The Universal Declaration of Human Rights, a document that sets forth the most basic principles regarding the value of human life and the way human beings ought to treat one another, was inspired by victims, demanded by victims. It grew out of the suffering of millions of civilians murdered under the brutal regimes of the Second World War, and its adoption on December 10, 1948 was a way to honor the loss of these lives, and an attempt to give meaning to the loss, by asserting that such violations are neither moral nor permissible under any nation or regime.

Now is the time to raise our voices again and insist that violations of human life in the form of the death penalty or other state killings are not permissible under any nation or regime. It is time to call for the abolition of the death penalty because the only way to uphold human rights is to uphold them in all cases, universally.

We believe that survivors of homicide victims have a recognized stake in the debate over how societies respond to murder and have the moral authority to call for a consistent human rights ethic as part of that response. Murder Victims’ Families for Human Rights is the answer to that call.

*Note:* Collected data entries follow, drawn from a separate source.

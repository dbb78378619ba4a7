//! generated operation descriptors
//!
//! every operation in a generated client is an [`OperationDef`] constant.
//! the document is stored split around the selection set so a request-time
//! selection can be spliced in without re-rendering the whole query.

use crate::error::Result;
use crate::selection::{FieldSelection, Planner, SchemaShape, SelectionPlan};
use serde::{Deserialize, Serialize};

/// graphql operation type
#[derive(Debug, Clone, Copy, PartialEq, Eq, PartialOrd, Ord, Hash, Serialize, Deserialize)]
#[serde(rename_all = "snake_case")]
pub enum OperationKind {
    Query,
    Mutation,
}

impl OperationKind {
    /// document keyword
    pub fn keyword(self) -> &'static str {
        match self {
            OperationKind::Query => "query",
            OperationKind::Mutation => "mutation",
        }
    }
}

/// static description of one generated operation
#[derive(Debug, Clone, Copy)]
pub struct OperationDef {
    /// schema field name of the operation
    pub name: &'static str,
    pub kind: OperationKind,
    /// response keys from `data` down to the operation field
    pub response_path: &'static [&'static str],
    /// named return type (innermost, without modifiers)
    pub return_type: &'static str,
    /// document text up to the operation field and its arguments
    pub document_prefix: &'static str,
    /// closing braces of the enclosing namespace fields
    pub document_suffix: &'static str,
    /// selection text for [`FieldSelection::All`]
    pub query_all: &'static str,
    /// selection text for [`FieldSelection::Minimal`]
    pub query_minimal: &'static str,
    /// serialized [`SelectionPlan`] behind `query_all`
    pub plan_all: &'static str,
    /// serialized [`SelectionPlan`] behind `query_minimal`
    pub plan_minimal: &'static str,
}

/// a document ready to send, with the plan its response is checked against
#[derive(Debug, Clone)]
pub struct PreparedOperation {
    pub document: String,
    pub plan: SelectionPlan,
}

impl OperationDef {
    /// resolve the document and plan for a selection.
    ///
    /// `None` selects all fields. custom selections are planned against
    /// `shape_json`, the generated client's schema shape.
    pub fn prepare(
        &self,
        selection: Option<&FieldSelection>,
        shape_json: &str,
    ) -> Result<PreparedOperation> {
        let (text, plan) = match selection.unwrap_or(&FieldSelection::All) {
            FieldSelection::All => (
                self.query_all.to_string(),
                SelectionPlan::from_json(self.plan_all)?,
            ),
            FieldSelection::Minimal => (
                self.query_minimal.to_string(),
                SelectionPlan::from_json(self.plan_minimal)?,
            ),
            custom @ FieldSelection::Custom(_) => {
                let shape = SchemaShape::from_json(shape_json)?;
                let plan = Planner::new(&shape).plan(self.return_type, custom)?;
                (plan.render(), plan)
            }
        };

        Ok(PreparedOperation {
            document: compose_document(self.document_prefix, &text, self.document_suffix),
            plan,
        })
    }
}

/// splice a selection set between a document prefix and suffix
pub fn compose_document(prefix: &str, selection: &str, suffix: &str) -> String {
    let mut document = String::with_capacity(prefix.len() + selection.len() + suffix.len() + 1);
    document.push_str(prefix);
    if !selection.is_empty() {
        document.push(' ');
        document.push_str(selection);
    }
    document.push_str(suffix);
    document
}

#[cfg(test)]
mod tests {
    use super::*;
    use crate::error::Error;

    const SHAPE: &str = r#"{"types":{"User":{"kind":"object","fields":[{"name":"id","type":"ID","identifier":true},{"name":"name","type":"String"}]}}}"#;

    const GET_USER: OperationDef = OperationDef {
        name: "getUser",
        kind: OperationKind::Query,
        response_path: &["getUser"],
        return_type: "User",
        document_prefix: "query GetUser($id: ID!) { getUser(id: $id)",
        document_suffix: " }",
        query_all: "{ id name }",
        query_minimal: "{ id }",
        plan_all: r#"{"root":{"node":"object","type":"User","fields":[{"name":"id"},{"name":"name"}]}}"#,
        plan_minimal: r#"{"root":{"node":"object","type":"User","fields":[{"name":"id"}]}}"#,
    };

    #[test]
    fn test_compose_document() {
        assert_eq!(
            compose_document("query Q { a(x: 1)", "{ id }", " }"),
            "query Q { a(x: 1) { id } }"
        );
        assert_eq!(
            compose_document("query Q { count", "", " }"),
            "query Q { count }"
        );
    }

    #[test]
    fn test_prepare_defaults_to_all() {
        let prepared = GET_USER.prepare(None, SHAPE).unwrap();
        assert_eq!(
            prepared.document,
            "query GetUser($id: ID!) { getUser(id: $id) { id name } }"
        );
        assert_eq!(prepared.plan.render(), "{ id name }");
    }

    #[test]
    fn test_prepare_minimal_and_custom() {
        let minimal = GET_USER
            .prepare(Some(&FieldSelection::Minimal), SHAPE)
            .unwrap();
        assert!(minimal.document.ends_with("getUser(id: $id) { id } }"));

        let custom = GET_USER
            .prepare(Some(&FieldSelection::custom(["name"])), SHAPE)
            .unwrap();
        assert!(custom.document.ends_with("getUser(id: $id) { name } }"));
    }

    #[test]
    fn test_prepare_rejects_invalid_custom_path() {
        let err = GET_USER
            .prepare(Some(&FieldSelection::custom(["email"])), SHAPE)
            .unwrap_err();
        assert!(matches!(err, Error::InvalidFieldPath { .. }));
    }
}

Now as we observe International Human Rights Day today, in 2011, we extend our deepest thanks to all MVFHR's members and supporters who have helped answer that call and who have accomplished so much in these seven years.


Sunday, December 4, 2011

Remembering Martina Davis Correia

MVFHR joins the many other organizations that have expressed sadness at the passing of Martina Correia, sister of Troy Davis. Troy Davis was executed in Georgia on September 21st, amid much protest because of his significant claims of innocence. So many joined in the campaign to stop Davis's execution -- not only in the U.S. but around the world as well -- and the campaign was marked by the t-shirts many of the protesters wore, saying "I am Troy Davis." Martina had led that tremendous campaign for many years while battling cancer.

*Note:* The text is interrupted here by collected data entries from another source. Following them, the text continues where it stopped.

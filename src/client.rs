//! main client
//!
//! includes helpers for raw graphql execution, typed responses, and the
//! operation entry point used by generated clients.

use crate::config::ClientConfig;
use crate::error::{Error, Result};
use crate::graphql::GraphQlResponse;
use crate::operation::OperationDef;
use crate::selection::FieldSelection;
use reqwest::header::HeaderMap;
use reqwest::StatusCode;
use serde::de::DeserializeOwned;
use serde_json::{Map, Value};
use std::future::Future;
use std::sync::Arc;
use url::Url;

/// graphql client used directly or through a generated client
#[derive(Clone)]
pub struct Client {
    config: Arc<ClientConfig>,
    http: reqwest::Client,
}

impl Client {
    /// create a new client
    pub fn new(config: ClientConfig) -> Result<Self> {
        config.validate()?;
        // surface bad auth headers at construction, not on first request
        config.auth_headers()?;

        let http = match &config.http_client {
            Some(http) => http.clone(),
            None => {
                let mut builder = reqwest::Client::builder()
                    .default_headers(config.extra_headers.clone())
                    .user_agent(config.user_agent.clone())
                    .timeout(config.timeout)
                    .danger_accept_invalid_certs(!config.verify_ssl);
                if let Some(customize) = &config.http_client_builder {
                    builder = customize(builder);
                }
                builder.build()?
            }
        };

        Ok(Self {
            config: Arc::new(config),
            http,
        })
    }

    /// access the client configuration
    pub fn config(&self) -> &ClientConfig {
        &self.config
    }

    /// execute a raw graphql query
    pub async fn execute_raw(
        &self,
        query: &str,
        variables: Option<Value>,
    ) -> Result<GraphQlResponse<Value>> {
        self.execute_with(query, variables, |url, headers, body| {
            self.send(url, headers, body)
        })
        .await
    }

    /// execute a raw graphql query and deserialize into a typed response
    pub async fn execute<T: DeserializeOwned>(
        &self,
        query: &str,
        variables: Option<Value>,
    ) -> Result<GraphQlResponse<T>> {
        self.execute_with(query, variables, |url, headers, body| {
            self.send(url, headers, body)
        })
        .await
    }

    /// execute a generated operation.
    ///
    /// the response value at the operation's path is checked against the
    /// selection plan before it is deserialized into `T`.
    pub async fn execute_operation<T: DeserializeOwned>(
        &self,
        operation: &OperationDef,
        variables: Map<String, Value>,
        selection: Option<&FieldSelection>,
        shape_json: &str,
    ) -> Result<T> {
        self.execute_operation_with(
            operation,
            variables,
            selection,
            shape_json,
            |url, headers, body| self.send(url, headers, body),
        )
        .await
    }

    async fn send(
        &self,
        url: Url,
        headers: HeaderMap,
        body: Value,
    ) -> Result<(StatusCode, String)> {
        let response = self
            .http
            .post(url)
            .headers(headers)
            .json(&body)
            .send()
            .await?;
        let status = response.status();
        let text = response.text().await?;
        Ok((status, text))
    }
}

fn parse_graphql_response<T: DeserializeOwned>(
    status: StatusCode,
    text: String,
) -> Result<GraphQlResponse<T>> {
    let parsed: GraphQlResponse<Value> = match serde_json::from_str(&text) {
        Ok(parsed) => parsed,
        Err(_) if !status.is_success() => return Err(http_error(status, text)),
        Err(err) => return Err(err.into()),
    };

    if let Some(message) = parsed.error_summary() {
        return Err(Error::GraphQl {
            status: Some(status.as_u16()),
            errors: parsed.errors,
            body: text,
            message,
        });
    }

    if !status.is_success() {
        return Err(http_error(status, text));
    }

    let data = parsed.data.map(serde_json::from_value).transpose()?;
    Ok(GraphQlResponse {
        data,
        errors: parsed.errors,
    })
}

fn http_error(status: StatusCode, body: String) -> Error {
    Error::GraphQl {
        status: Some(status.as_u16()),
        errors: Vec::new(),
        body,
        message: format!("graphql http error: {}", status),
    }
}

impl Client {
    pub(crate) async fn execute_with<T, F, Fut>(
        &self,
        query: &str,
        variables: Option<Value>,
        send: F,
    ) -> Result<GraphQlResponse<T>>
    where
        T: DeserializeOwned,
        F: FnOnce(Url, HeaderMap, Value) -> Fut,
        Fut: Future<Output = Result<(StatusCode, String)>>,
    {
        let url = self.config.graphql_url()?;
        let headers = self.config.auth_headers()?;
        let body = serde_json::json!({
            "query": query,
            "variables": variables.unwrap_or_else(|| serde_json::json!({})),
        });

        let (status, text) = send(url, headers, body).await?;
        parse_graphql_response(status, text)
    }

    pub(crate) async fn execute_operation_with<T, F, Fut>(
        &self,
        operation: &OperationDef,
        variables: Map<String, Value>,
        selection: Option<&FieldSelection>,
        shape_json: &str,
        send: F,
    ) -> Result<T>
    where
        T: DeserializeOwned,
        F: FnOnce(Url, HeaderMap, Value) -> Fut,
        Fut: Future<Output = Result<(StatusCode, String)>>,
    {
        let prepared = operation.prepare(selection, shape_json)?;
        tracing::debug!(
            operation = operation.name,
            kind = operation.kind.keyword(),
            "executing operation"
        );

        let response: GraphQlResponse<Value> = self
            .execute_with(&prepared.document, Some(Value::Object(variables)), send)
            .await?;
        let data = response.data_at(operation.response_path);
        prepared.plan.check(&data)?;
        Ok(serde_json::from_value(data)?)
    }
}

#[cfg(test)]
mod tests {
    use super::*;
    use crate::auth::BearerAuth;
    use crate::operation::OperationKind;
    use serde::Deserialize;

    const SHAPE: &str = r#"{"types":{"Rule":{"kind":"object","fields":[{"name":"id","type":"ID","identifier":true},{"name":"port","type":"Int"}]}}}"#;

    const ADD_RULE: OperationDef = OperationDef {
        name: "addRule",
        kind: OperationKind::Mutation,
        response_path: &["firewall", "addRule"],
        return_type: "Rule",
        document_prefix: "mutation AddRule($port: Int!) { firewall { addRule(port: $port)",
        document_suffix: " } }",
        query_all: "{ id port }",
        query_minimal: "{ id }",
        plan_all: r#"{"root":{"node":"object","type":"Rule","fields":[{"name":"id"},{"name":"port"}]}}"#,
        plan_minimal: r#"{"root":{"node":"object","type":"Rule","fields":[{"name":"id"}]}}"#,
    };

    #[derive(Debug, Deserialize)]
    struct Rule {
        id: Option<String>,
        port: Option<i64>,
    }

    fn test_client(config: ClientConfig) -> Client {
        config.validate().unwrap();
        let http = reqwest::Client::builder()
            .no_proxy()
            .build()
            .expect("test http client");
        Client {
            config: Arc::new(config),
            http,
        }
    }

    #[cfg_attr(miri, ignore)]
    #[tokio::test]
    async fn test_execute_raw_sets_auth_and_url() {
        let config = ClientConfig::new("http://localhost:1234/graphql")
            .with_auth(BearerAuth::new("test-token"));
        let client = test_client(config);
        let response: GraphQlResponse<Value> = client
            .execute_with("query { ok }", None, |url, headers, body| async move {
                assert_eq!(url.path(), "/graphql");
                assert_eq!(headers.get("authorization").unwrap(), "Bearer test-token");
                assert_eq!(body["query"], "query { ok }");
                assert_eq!(body["variables"], serde_json::json!({}));
                Ok((StatusCode::OK, "{\"data\": {\"ok\": true}}".to_string()))
            })
            .await
            .unwrap();

        assert_eq!(response.data.unwrap()["ok"], true);
    }

    #[cfg_attr(miri, ignore)]
    #[tokio::test]
    async fn test_execute_graphql_error() {
        let client = test_client(ClientConfig::new("http://localhost:1234/graphql"));
        let err = client
            .execute_with::<Value, _, _>("query { ok }", None, |_url, _headers, _body| async move {
                Ok((
                    StatusCode::OK,
                    "{\"data\": null, \"errors\": [{\"message\": \"boom\"}, {\"message\": \"bang\"}]}"
                        .to_string(),
                ))
            })
            .await
            .unwrap_err();

        match err {
            Error::GraphQl {
                message, errors, ..
            } => {
                assert_eq!(message, "boom; bang");
                assert_eq!(errors.len(), 2);
            }
            other => panic!("unexpected error: {other:?}"),
        }
    }

    #[cfg_attr(miri, ignore)]
    #[tokio::test]
    async fn test_execute_typed_success() {
        #[derive(Debug, Deserialize)]
        struct Data {
            value: i64,
        }
        let client = test_client(ClientConfig::new("http://localhost:1234/graphql"));
        let response = client
            .execute_with::<Data, _, _>(
                "query { value }",
                None,
                |_url, _headers, _body| async move {
                    Ok((StatusCode::OK, "{\"data\": {\"value\": 7}}".to_string()))
                },
            )
            .await
            .unwrap();

        assert_eq!(response.data.unwrap().value, 7);
    }

    #[cfg_attr(miri, ignore)]
    #[tokio::test]
    async fn test_execute_operation_walks_response_path() {
        let client = test_client(ClientConfig::new("http://localhost:1234/graphql"));
        let mut variables = Map::new();
        variables.insert("port".to_string(), Value::from(443));

        let rule: Rule = client
            .execute_operation_with(
                &ADD_RULE,
                variables,
                Some(&FieldSelection::Minimal),
                SHAPE,
                |_url, _headers, body| async move {
                    assert_eq!(
                        body["query"],
                        "mutation AddRule($port: Int!) { firewall { addRule(port: $port) { id } } }"
                    );
                    assert_eq!(body["variables"]["port"], 443);
                    Ok((
                        StatusCode::OK,
                        "{\"data\": {\"firewall\": {\"addRule\": {\"id\": \"r1\"}}}}".to_string(),
                    ))
                },
            )
            .await
            .unwrap();

        assert_eq!(rule.id.as_deref(), Some("r1"));
        assert_eq!(rule.port, None);
    }

    #[cfg_attr(miri, ignore)]
    #[tokio::test]
    async fn test_execute_operation_rejects_shape_mismatch() {
        let client = test_client(ClientConfig::new("http://localhost:1234/graphql"));
        let err = client
            .execute_operation_with::<Rule, _, _>(
                &ADD_RULE,
                Map::new(),
                None,
                SHAPE,
                |_url, _headers, _body| async move {
                    Ok((
                        StatusCode::OK,
                        "{\"data\": {\"firewall\": {\"addRule\": {\"id\": \"r1\"}}}}".to_string(),
                    ))
                },
            )
            .await
            .unwrap_err();

        assert!(matches!(err, Error::ResponseShape { .. }));
    }

    #[cfg_attr(miri, ignore)]
    #[tokio::test]
    async fn test_execute_operation_invalid_custom_path_sends_nothing() {
        let client = test_client(ClientConfig::new("http://localhost:1234/graphql"));
        let sent = std::cell::Cell::new(false);
        let err = client
            .execute_operation_with::<Rule, _, _>(
                &ADD_RULE,
                Map::new(),
                Some(&FieldSelection::custom(["protocol"])),
                SHAPE,
                |_url, _headers, _body| {
                    sent.set(true);
                    async move { Ok((StatusCode::OK, "{}".to_string())) }
                },
            )
            .await
            .unwrap_err();

        assert!(matches!(err, Error::InvalidFieldPath { .. }));
        assert!(!sent.get());
    }

    #[test]
    fn test_invalid_auth_header() {
        let config = ClientConfig::new("http://localhost:1234/graphql")
            .with_auth(BearerAuth::new("bad\ntoken"));
        let err = Client::new(config).err().expect("expected error");
        assert!(matches!(err, Error::Config(_)));
    }

    #[test]
    fn test_parse_graphql_response_success() {
        #[derive(Debug, Deserialize)]
        struct Data {
            value: i64,
        }

        let text = "{\"data\": {\"value\": 9}}".to_string();
        let parsed = parse_graphql_response::<Data>(StatusCode::OK, text).unwrap();
        assert_eq!(parsed.data.unwrap().value, 9);
    }

    #[test]
    fn test_parse_graphql_response_http_error() {
        let err =
            parse_graphql_response::<Value>(StatusCode::BAD_GATEWAY, "{\"data\": null}".to_string())
                .unwrap_err();
        assert!(matches!(err, Error::GraphQl { status: Some(502), .. }));

        let err = parse_graphql_response::<Value>(StatusCode::BAD_GATEWAY, "<html>".to_string())
            .unwrap_err();
        assert!(matches!(err, Error::GraphQl { status: Some(502), .. }));
    }

    #[test]
    fn test_parse_graphql_response_malformed_body() {
        let err = parse_graphql_response::<Value>(StatusCode::OK, "not json".to_string())
            .unwrap_err();
        assert!(matches!(err, Error::Json(_)));
    }
}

MVFHR's Executive Director Renny Cushing offers these thoughts:

On numerous occasions over the past dozen years, I was fortunte to share a public platform with Martina Correia as we both tried to put a public face on the issue of violence and the death penalty. Martina was more than just an advocate for her brother; she was emblematic of the pain and struggle that all families of death row prisoners experience. Her dignity and quiet strength in both her public work and her private life were inspiring. When I heard of her passing, I thought not just of her but of all the family members of death row prisoners and executed persons and of how many people in the world today could be wearing a t-shirt that reads “I am Martina Correia."

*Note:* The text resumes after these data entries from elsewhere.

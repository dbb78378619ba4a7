//! generator configuration
//!
//! read from a toml file; the cli overrides individual values.
//!
//! ```toml
//! client_name = "InventoryClient"
//! crate_name = "inventory-client"
//! identifier_pattern = "^(id|uuid)$"
//!
//! [grouping]
//! style = "nouns"
//! nouns = ["firewall", "user"]
//!
//! [scalars.Money]
//! rust_type = "rust_decimal::Decimal"
//! dependency = 'rust_decimal = { version = "1", features = ["serde"] }'
//!
//! [hooks]
//! header = "// generated by gqlkit-codegen, do not edit"
//!
//! [[selections]]
//! name = "user_summary"
//! operation = "getUser"
//! fields = ["id", "profile.email"]
//! ```

use super::hooks::{AddHeaderHook, FilterTypesHook, HookPipeline, RenameTypesHook};
use super::scalars::{ScalarMapping, ScalarRegistry};
use super::topology::GroupingConvention;
use crate::error::{Error, Result};
use crate::selection::DEFAULT_MAX_DEPTH;
use regex::Regex;
use serde::{Deserialize, Serialize};
use std::collections::BTreeMap;
use std::fmt;
use std::path::{Path, PathBuf};
use std::str::FromStr;

/// which files a run emits
#[derive(Debug, Clone, Copy, Default, PartialEq, Eq, Serialize, Deserialize)]
#[serde(rename_all = "snake_case")]
pub enum OutputMode {
    /// models, client, `lib.rs` and (with a crate name) `Cargo.toml`
    #[default]
    Crate,
    /// scalars, enums and one file per model type
    Models,
    /// the client file only
    Client,
}

impl OutputMode {
    pub fn includes_models(self) -> bool {
        matches!(self, OutputMode::Crate | OutputMode::Models)
    }

    pub fn includes_client(self) -> bool {
        matches!(self, OutputMode::Crate | OutputMode::Client)
    }
}

impl FromStr for OutputMode {
    type Err = String;

    fn from_str(value: &str) -> std::result::Result<Self, Self::Err> {
        match value {
            "crate" => Ok(OutputMode::Crate),
            "models" => Ok(OutputMode::Models),
            "client" => Ok(OutputMode::Client),
            other => Err(format!(
                "unknown output mode `{other}` (expected crate, models or client)"
            )),
        }
    }
}

impl fmt::Display for OutputMode {
    fn fmt(&self, f: &mut fmt::Formatter<'_>) -> fmt::Result {
        f.write_str(match self {
            OutputMode::Crate => "crate",
            OutputMode::Models => "models",
            OutputMode::Client => "client",
        })
    }
}

/// built-in hooks enabled from the config file
#[derive(Debug, Clone, Default, PartialEq, Eq, Serialize, Deserialize)]
#[serde(default, deny_unknown_fields)]
pub struct HooksConfig {
    /// prepended to every generated `.rs` file
    pub header: Option<String>,
    pub filter: Option<FilterTypesHook>,
    /// old type name to new type name
    pub rename: BTreeMap<String, String>,
}

impl HooksConfig {
    /// pipeline with the configured built-ins: rename, then filter, then header
    pub fn pipeline(&self) -> HookPipeline {
        let mut pipeline = HookPipeline::new();
        if !self.rename.is_empty() {
            pipeline.add_pre(RenameTypesHook::new(self.rename.clone()));
        }
        if let Some(filter) = &self.filter {
            pipeline.add_pre(filter.clone());
        }
        if let Some(header) = &self.header {
            pipeline.add_post(AddHeaderHook::new(header.clone()));
        }
        pipeline
    }
}

/// named custom selection planned at generation time
#[derive(Debug, Clone, PartialEq, Eq, Serialize, Deserialize)]
#[serde(deny_unknown_fields)]
pub struct SelectionPreset {
    /// snake-case constructor name in the generated `selections` module
    pub name: String,
    /// operation field, dotted through namespace fields (`firewall.addRule`)
    pub operation: String,
    pub fields: Vec<String>,
}

/// everything one generation run needs besides the schema
#[derive(Debug, Clone, PartialEq, Serialize, Deserialize)]
#[serde(default, deny_unknown_fields)]
pub struct GeneratorConfig {
    /// root client struct name
    pub client_name: String,
    /// emit a `Cargo.toml` for a crate of this name
    pub crate_name: Option<String>,
    /// path dependency on the runtime crate instead of the published version
    pub runtime_path: Option<String>,
    pub mode: OutputMode,
    /// same-named templates here replace the built-in ones
    pub template_dir: Option<PathBuf>,
    pub max_depth: usize,
    /// field names treated as identifiers in minimal selections
    pub identifier_pattern: String,
    /// object type suffixes marking namespace types
    pub namespace_suffixes: Vec<String>,
    pub grouping: GroupingConvention,
    /// scalar mappings added to (or replacing) the defaults
    pub scalars: BTreeMap<String, ScalarMapping>,
    pub hooks: HooksConfig,
    pub selections: Vec<SelectionPreset>,
}

impl Default for GeneratorConfig {
    fn default() -> Self {
        Self {
            client_name: "GraphQlClient".to_string(),
            crate_name: None,
            runtime_path: None,
            mode: OutputMode::default(),
            template_dir: None,
            max_depth: DEFAULT_MAX_DEPTH,
            identifier_pattern: "^id$".to_string(),
            namespace_suffixes: vec!["Queries".to_string(), "Mutations".to_string()],
            grouping: GroupingConvention::default(),
            scalars: BTreeMap::new(),
            hooks: HooksConfig::default(),
            selections: Vec::new(),
        }
    }
}

impl GeneratorConfig {
    /// load a toml config file
    pub fn from_file(path: &Path) -> Result<Self> {
        let text = std::fs::read_to_string(path).map_err(|err| Error::io(path, err))?;
        Self::from_toml(&text)
            .map_err(|err| Error::Config(format!("{}: {err}", path.display())))
    }

    pub fn from_toml(text: &str) -> Result<Self> {
        let config: Self =
            toml::from_str(text).map_err(|err| Error::Config(err.message().to_string()))?;
        config.validate()?;
        Ok(config)
    }

    pub fn validate(&self) -> Result<()> {
        if !is_type_ident(&self.client_name) {
            return Err(Error::Config(format!(
                "client_name `{}` is not a valid rust type name",
                self.client_name
            )));
        }
        if self.max_depth == 0 {
            return Err(Error::Config("max_depth must be at least 1".to_string()));
        }
        self.identifier()?;
        for preset in &self.selections {
            if !is_fn_ident(&preset.name) {
                return Err(Error::Config(format!(
                    "selection name `{}` is not a valid rust function name",
                    preset.name
                )));
            }
        }
        Ok(())
    }

    /// compiled identifier pattern
    pub fn identifier(&self) -> Result<Regex> {
        Regex::new(&self.identifier_pattern).map_err(|err| {
            Error::Config(format!(
                "invalid identifier_pattern `{}`: {err}",
                self.identifier_pattern
            ))
        })
    }

    /// default registry with the configured mappings applied
    pub fn scalar_registry(&self) -> ScalarRegistry {
        let mut registry = ScalarRegistry::new();
        for (name, mapping) in &self.scalars {
            registry.register(name.clone(), mapping.clone());
        }
        registry
    }
}

fn is_type_ident(name: &str) -> bool {
    let mut chars = name.chars();
    chars.next().is_some_and(|c| c.is_ascii_uppercase())
        && chars.all(|c| c.is_ascii_alphanumeric() || c == '_')
}

fn is_fn_ident(name: &str) -> bool {
    let mut chars = name.chars();
    chars
        .next()
        .is_some_and(|c| c.is_ascii_lowercase() || c == '_')
        && chars.all(|c| c.is_ascii_lowercase() || c.is_ascii_digit() || c == '_')
        && !super::naming::is_rust_keyword(name)
}

#[cfg(test)]
mod tests {
    use super::*;

    #[test]
    fn test_defaults() {
        let config = GeneratorConfig::from_toml("").unwrap();
        assert_eq!(config.client_name, "GraphQlClient");
        assert_eq!(config.mode, OutputMode::Crate);
        assert_eq!(config.max_depth, DEFAULT_MAX_DEPTH);
        assert!(config.identifier().unwrap().is_match("id"));
        assert_eq!(config.grouping, GroupingConvention::default());
    }

    #[test]
    fn test_full_config() {
        let config = GeneratorConfig::from_toml(
            r#"
            client_name = "InventoryClient"
            crate_name = "inventory-client"
            mode = "models"

            [grouping]
            style = "nouns"
            nouns = ["firewall"]

            [scalars.Money]
            rust_type = "rust_decimal::Decimal"
            dependency = 'rust_decimal = "1"'

            [hooks]
            header = "// generated"

            [hooks.filter]
            exclude_prefix = "_"

            [hooks.rename]
            User = "Account"

            [[selections]]
            name = "user_summary"
            operation = "getUser"
            fields = ["id"]
            "#,
        )
        .unwrap();

        assert_eq!(config.client_name, "InventoryClient");
        assert_eq!(config.mode, OutputMode::Models);
        assert_eq!(
            config.grouping,
            GroupingConvention::Nouns {
                nouns: vec!["firewall".to_string()]
            }
        );
        let registry = config.scalar_registry();
        assert_eq!(
            registry.get("Money").unwrap().rust_type,
            "rust_decimal::Decimal"
        );
        assert!(registry.contains("DateTime"));
        assert_eq!(config.hooks.filter.as_ref().unwrap().exclude_prefix.as_deref(), Some("_"));
        assert_eq!(config.selections[0].fields, vec!["id".to_string()]);
        assert!(!config.hooks.pipeline().is_empty());
    }

    #[test]
    fn test_rejects_bad_values() {
        assert!(matches!(
            GeneratorConfig::from_toml("client_name = \"lower\""),
            Err(Error::Config(_))
        ));
        assert!(matches!(
            GeneratorConfig::from_toml("identifier_pattern = \"(\""),
            Err(Error::Config(_))
        ));
        assert!(matches!(
            GeneratorConfig::from_toml("unknown = 1"),
            Err(Error::Config(_))
        ));
    }

    #[test]
    fn test_output_mode_from_str() {
        assert_eq!("client".parse::<OutputMode>().unwrap(), OutputMode::Client);
        assert!("everything".parse::<OutputMode>().is_err());
        assert!(OutputMode::Crate.includes_models());
        assert!(!OutputMode::Models.includes_client());
    }
}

Many others have offered memories and tributes. In a post on the Amnesty International blog, Laura Moye wrote:

Martina fought her deteriorating body every step of the way to hold onto life and to be in this world for her family and for the human family. Her body finally gave out, living eleven years longer than doctors predicted she would. It is unimaginable what stress and hardship she and her family faced having a loved one on death row who was almost executed three times, then finally killed by the state she called home and in the country she served as a military and civilian nurse. Martina’s mother, though in perfect health, died shortly after Troy Davis’ final appeal was denied and a few months before his execution. The families of murder victims and the families of death row prisoners endure enormous pain. The death penalty is horrifically destructive, creating a downward spiral of violence that drags so many people down in its wake. We must end it so that an authentic justice that brings us accountability, healing and a better future can take root and blossom.